Entry Date:
May 11, 2015

BioLogic


More detailed information and public video will come soon! For now, if you are interested, please check out our paper publication, which just got the Honorable Mention Award and Best Talk at CHI2015.

BioLogic is our attempt to program living organism and invent responsive and transformational interfaces of the future.

Brief: nature has engineered its own actuators, as well as the efficient material composition, geometry and structure to utilize its actuators and achieve functional transformation. Based on the natural phenomenon of cells’ hygromorphic transformation, we introduce a living cell as a nanoactuator that react to body temperature and humidity change.

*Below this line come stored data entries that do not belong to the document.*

//! Batch request loop: generate, verify, accumulate, backfill.

use std::collections::BTreeMap;
use std::future::Future;
use std::sync::Arc;
use std::time::Instant;

use chrono::{DateTime, Utc};
use serde::{Deserialize, Serialize};
use tokio_util::sync::CancellationToken;
use tracing::Instrument;
use uuid::Uuid;

use super::gate::ConcurrencyGate;
use super::state::{PipelineRun, RunPhase};
use crate::config::PipelineConfig;
use crate::domain::{
    Difficulty, FailureKind, FeedbackItem, GeneratedItem, GenerationError, PipelineError,
    ProblemBatch, VerificationResult, VerifiedItem,
};
use crate::generation::{prompts, GenerationService, UserContent};
use crate::layout::CompileContext;
use crate::obs;
use crate::verify::ItemVerifier;

/// Topic-driven generation request.
#[derive(Debug, Clone, PartialEq, Eq, Serialize, Deserialize)]
pub struct GenerationRequest {
    pub topic: String,
    pub target_count: usize,
    pub difficulty: Difficulty,
    #[serde(default)]
    pub model: Option<String>,
    #[serde(default)]
    pub extra_instructions: Option<String>,
}

impl GenerationRequest {
    pub fn new(topic: impl Into<String>, target_count: usize, difficulty: Difficulty) -> Self {
        Self {
            topic: topic.into(),
            target_count,
            difficulty,
            model: None,
            extra_instructions: None,
        }
    }

    pub fn with_model(mut self, model: impl Into<String>) -> Self {
        self.model = Some(model.into());
        self
    }

    pub fn with_extra_instructions(mut self, extra: impl Into<String>) -> Self {
        self.extra_instructions = Some(extra.into());
        self
    }
}

/// Progress callback: `(accepted, target)`, called once per accepted item.
pub type ProgressFn<'a> = &'a (dyn Fn(usize, usize) + Send + Sync);

/// Optional caller hooks for one run.
#[derive(Clone, Copy, Default)]
pub struct RunHooks<'a> {
    pub on_progress: Option<ProgressFn<'a>>,
    pub cancel: Option<&'a CancellationToken>,
}

impl<'a> RunHooks<'a> {
    pub fn with_progress(mut self, on_progress: ProgressFn<'a>) -> Self {
        self.on_progress = Some(on_progress);
        self
    }

    pub fn with_cancel(mut self, cancel: &'a CancellationToken) -> Self {
        self.cancel = Some(cancel);
        self
    }
}

/// Bookkeeping for one finished run.
#[derive(Debug, Clone, PartialEq, Serialize, Deserialize)]
pub struct RunMetadata {
    pub run_id: String,
    pub requested_count: usize,
    pub accepted_count: usize,
    pub attempts: u32,
    pub batch_failures: u32,
    pub rejections: BTreeMap<FailureKind, u32>,
    pub last_error: Option<String>,
    /// `true` when the target count was reached.
    pub complete: bool,
    pub started_at: DateTime<Utc>,
    pub finished_at: DateTime<Utc>,
    pub duration_ms: u64,
}

#[derive(Debug, Clone, Serialize, Deserialize)]
pub struct GenerationOutcome {
    /// Accepted items in verification order.
    pub items: Vec<VerifiedItem>,
    pub intent: Option<String>,
    pub summary_notes: Option<String>,
    pub metadata: RunMetadata,
}

/// What each batch request asks the service for.
enum BatchPrompt<'a> {
    Topic(&'a GenerationRequest),
    Regenerate {
        prior: Option<&'a GeneratedItem>,
        instruction: &'a str,
        topic: &'a str,
        difficulty: Difficulty,
    },
    Free {
        system_prompt: &'a str,
        user_content: &'a UserContent,
    },
}

impl BatchPrompt<'_> {
    fn render(&self, count: usize) -> (String, UserContent) {
        match self {
            BatchPrompt::Topic(request) => (
                prompts::topic_system_prompt(count),
                UserContent::Text(prompts::topic_user_prompt(
                    &request.topic,
                    count,
                    request.difficulty,
                    request.extra_instructions.as_deref(),
                )),
            ),
            BatchPrompt::Regenerate {
                prior,
                instruction,
                topic,
                difficulty,
            } => (
                prompts::regenerate_system_prompt(),
                UserContent::Text(prompts::regenerate_user_prompt(
                    *prior,
                    instruction,
                    topic,
                    *difficulty,
                )),
            ),
            BatchPrompt::Free {
                system_prompt,
                user_content,
            } => (
                prompts::with_count(system_prompt, count),
                (*user_content).clone(),
            ),
        }
    }

    fn label(&self) -> &str {
        match self {
            BatchPrompt::Topic(request) => &request.topic,
            BatchPrompt::Regenerate { topic, .. } => *topic,
            BatchPrompt::Free { .. } => "free prompt",
        }
    }
}

/// Id sent with single-problem feedback requests.
const FEEDBACK_QUESTION_ID: &str = "q1";

/// Requests batches from a [`GenerationService`], verifies every candidate
/// and backfills until the target is met or the retry budget runs out.
pub struct GenerationPipeline {
    generator: Arc<dyn GenerationService>,
    verifier: ItemVerifier,
    config: PipelineConfig,
    gate: Option<ConcurrencyGate>,
}

impl GenerationPipeline {
    pub fn new(
        generator: Arc<dyn GenerationService>,
        verifier: ItemVerifier,
        config: PipelineConfig,
    ) -> Self {
        Self {
            generator,
            verifier,
            config,
            gate: None,
        }
    }

    /// Admit runs through `gate`; a full gate fails with
    /// [`PipelineError::Busy`].
    pub fn with_gate(mut self, gate: ConcurrencyGate) -> Self {
        self.gate = Some(gate);
        self
    }

    pub fn config(&self) -> &PipelineConfig {
        &self.config
    }

    pub fn verifier(&self) -> &ItemVerifier {
        &self.verifier
    }

    /// Generate up to `request.target_count` verified items for a topic.
    ///
    /// Returns fewer items than requested without error when the retry
    /// budget runs out; zero items is [`PipelineError::Exhausted`].
    pub async fn generate_verified(
        &self,
        request: &GenerationRequest,
        hooks: RunHooks<'_>,
    ) -> Result<GenerationOutcome, PipelineError> {
        if request.topic.trim().is_empty() {
            return Err(PipelineError::InvalidRequest("topic is empty".to_string()));
        }
        self.run(
            BatchPrompt::Topic(request),
            request.target_count,
            request.model.as_deref(),
            hooks,
        )
        .await
    }

    /// Produce one verified replacement for `prior` following `instruction`.
    pub async fn regenerate(
        &self,
        prior: Option<&GeneratedItem>,
        instruction: &str,
        topic: &str,
        difficulty: Difficulty,
        hooks: RunHooks<'_>,
    ) -> Result<VerifiedItem, PipelineError> {
        if instruction.trim().is_empty() || topic.trim().is_empty() {
            return Err(PipelineError::InvalidRequest(
                "instruction and topic are required".to_string(),
            ));
        }
        let prompt = BatchPrompt::Regenerate {
            prior,
            instruction,
            topic,
            difficulty,
        };
        let GenerationOutcome {
            items, metadata, ..
        } = self.run(prompt, 1, None, hooks).await?;
        items
            .into_iter()
            .next()
            .ok_or_else(|| PipelineError::Exhausted {
                attempts: metadata.attempts,
                last_error: metadata.last_error.unwrap_or_default(),
            })
    }

    /// Same loop with a caller-supplied system prompt and text or
    /// multimodal user content.
    pub async fn generate_verified_from_prompt(
        &self,
        system_prompt: &str,
        user_content: &UserContent,
        count: usize,
        model: Option<&str>,
        hooks: RunHooks<'_>,
    ) -> Result<GenerationOutcome, PipelineError> {
        let prompt = BatchPrompt::Free {
            system_prompt,
            user_content,
        };
        self.run(prompt, count, model, hooks).await
    }

    /// Explanation, hint and common mistake for `item`.
    ///
    /// Every non-empty field is repaired, sanitized and compiled in the
    /// answer context; the first failing field rejects the whole response.
    /// Apply the result with [`GeneratedItem::apply_feedback`].
    pub async fn feedback(
        &self,
        item: &GeneratedItem,
        model: Option<&str>,
    ) -> Result<FeedbackItem, PipelineError> {
        self.preflight()?;
        let model = model.or(self.config.feedback_model.as_deref());
        let set = self
            .generator
            .generate_feedback(
                &prompts::feedback_system_prompt(),
                &prompts::feedback_user_prompt(FEEDBACK_QUESTION_ID, item),
                model,
            )
            .await
            .map_err(PipelineError::Feedback)?;

        let mut feedback = set
            .take_for(FEEDBACK_QUESTION_ID)
            .filter(|f| !f.is_empty())
            .ok_or(PipelineError::Feedback(GenerationError::EmptyResponse))?;
        for (field, text) in feedback.text_fields_mut() {
            if text.trim().is_empty() {
                text.clear();
                continue;
            }
            let result = self.verifier.verify_fragment(text, CompileContext::Answer).await;
            if let Some(reason) = result.reason() {
                obs::emit_feedback_rejected(field, reason);
                return Err(PipelineError::RejectedFeedback {
                    field,
                    reason: reason.to_string(),
                });
            }
        }
        obs::emit_feedback_verified(feedback.text_fields().len());
        Ok(feedback)
    }

    fn preflight(&self) -> Result<(), PipelineError> {
        self.generator.preflight().map_err(|err| match err {
            GenerationError::MissingCredential => PipelineError::MissingCredential,
            other => PipelineError::InvalidRequest(other.to_string()),
        })
    }

    async fn run(
        &self,
        prompt: BatchPrompt<'_>,
        target: usize,
        model: Option<&str>,
        hooks: RunHooks<'_>,
    ) -> Result<GenerationOutcome, PipelineError> {
        if target == 0 {
            return Err(PipelineError::InvalidRequest(
                "target count must be at least 1".to_string(),
            ));
        }
        if target > self.config.max_target_count {
            return Err(PipelineError::InvalidRequest(format!(
                "target count {} exceeds the limit of {}",
                target, self.config.max_target_count
            )));
        }
        self.preflight()?;
        let _pass = match &self.gate {
            Some(gate) => Some(gate.try_enter()?),
            None => None,
        };

        let run_id = Uuid::new_v4().to_string();
        let span = obs::run_span(&run_id);
        self.drive(&run_id, prompt, target, model, hooks)
            .instrument(span)
            .await
    }

    async fn drive(
        &self,
        run_id: &str,
        prompt: BatchPrompt<'_>,
        target: usize,
        model: Option<&str>,
        hooks: RunHooks<'_>,
    ) -> Result<GenerationOutcome, PipelineError> {
        let started_at = Utc::now();
        let clock = Instant::now();
        let policy = self.config.buffer_policy();
        let mut run = PipelineRun::new(target, self.config.max_retries);
        let mut intent = None;
        let mut summary_notes = None;

        obs::emit_run_started(run_id, prompt.label(), target, self.config.max_retries);

        while let Some(request_size) = run.begin_attempt(&policy) {
            let attempt = run.attempts_used() - 1;
            obs::emit_batch_requested(run_id, attempt, run.needed(), request_size);

            let (system_prompt, user_content) = prompt.render(request_size);
            let response = guarded(
                hooks.cancel,
                self.generator.generate(&system_prompt, &user_content, model),
            )
            .await?;

            let ProblemBatch {
                items,
                intent: batch_intent,
                summary_notes: batch_notes,
            } = match response {
                Ok(batch) => batch,
                Err(err) => {
                    obs::emit_batch_failed(run_id, attempt, &err);
                    run.batch_failed(err.to_string());
                    continue;
                }
            };
            run.batch_received();
            intent = intent.or(non_empty(batch_intent));
            summary_notes = summary_notes.or(non_empty(batch_notes));

            for mut candidate in items {
                if !run.wants_more() {
                    break;
                }

                ItemVerifier::repair_fields(&mut candidate);
                if run.is_duplicate(&candidate) {
                    obs::emit_item_rejected(run_id, FailureKind::ContentInvalid, "duplicate item");
                    run.reject(FailureKind::ContentInvalid, "duplicate item");
                    continue;
                }

                let result = guarded(hooks.cancel, self.verifier.verify_item(&mut candidate)).await?;
                match result {
                    VerificationResult::Passed => {
                        if run.accept(candidate).is_some() {
                            let accepted = run.accepted_count();
                            obs::emit_item_accepted(run_id, accepted, target);
                            if let Some(on_progress) = hooks.on_progress {
                                on_progress(accepted, target);
                            }
                        }
                    }
                    VerificationResult::Failed { code, reason } => {
                        obs::emit_item_rejected(run_id, code, &reason);
                        run.reject(code, &reason);
                    }
                }
            }
            run.batch_drained();
        }

        let finished_at = Utc::now();
        let duration_ms = clock.elapsed().as_millis() as u64;
        let complete = run.phase() == RunPhase::Done;
        let metadata = RunMetadata {
            run_id: run_id.to_string(),
            requested_count: target,
            accepted_count: run.accepted_count(),
            attempts: run.attempts_used(),
            batch_failures: run.batch_failures(),
            rejections: run.rejections().clone(),
            last_error: run.last_error().map(str::to_string),
            complete,
            started_at,
            finished_at,
            duration_ms,
        };
        obs::emit_run_finished(
            run_id,
            duration_ms,
            metadata.accepted_count,
            metadata.attempts,
            complete,
        );

        if metadata.accepted_count == 0 {
            return Err(PipelineError::Exhausted {
                attempts: metadata.attempts,
                last_error: metadata
                    .last_error
                    .unwrap_or_else(|| "generation service returned no candidates".to_string()),
            });
        }

        Ok(GenerationOutcome {
            items: run.into_accepted(),
            intent,
            summary_notes,
            metadata,
        })
    }
}

fn non_empty(value: Option<String>) -> Option<String> {
    value.filter(|v| !v.trim().is_empty())
}

/// Await `fut` unless `cancel` fires first.
async fn guarded<F>(cancel: Option<&CancellationToken>, fut: F) -> Result<F::Output, PipelineError>
where
    F: Future,
{
    match cancel {
        Some(token) => tokio::select! {
            biased;
            _ = token.cancelled() => Err(PipelineError::Cancelled),
            output = fut => Ok(output),
        },
        None => Ok(fut.await),
    }
}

The living nanoactuator can be controlled by electrical signal and communicate with the virtual world as well.A digital printing system and design simulation software are developed to assist the design of transformation structure.

Under the direction of Professor Hiroshi Ishii, the bioLogic team has unearthed a new behavior of the ancient bacteria Bacillus subtilis natto: the expansion and contraction of the natto cells relative to atmospheric moisture. The team is capitalizing on this natural phenomenon by embedding the bacteria into fabric to ventilate garments. They harvest the animate natto cells in a bio lab and assemble them with a micron-resolution bio-printing system, transforming them into responsive fashion, a “second skin.” The synthetic bio-skin reacts to body heat and sweat, causing flaps around heat zones to open, enabling sweat to evaporate and cool down the body through an organic material flux.

Together with New Balance, bioLogic is applying this technology to creating sportswear that regulates athletes’ body temperatures, thereby enhancing performance. Lining Yao, who is responsible for concept creation, interaction design, and fabrication for bioLogic, explains, “We are trying to explore how the physical materials and physical environment can be smarter, more adaptive, and become part of us. This garment will understand when you sweat, and it will sense and open up to release your sweat, and close up to keep you warm again. A garment can become an interface that can communicate with your body. The reason we started to explore this bacteria is that we knew that in the natural world there are a lot of smart materials that are naturally responsive. It’s very sensitive to even tiny changes in the skin condition, so we thought an on-skin transformable textile would be a really interesting application.”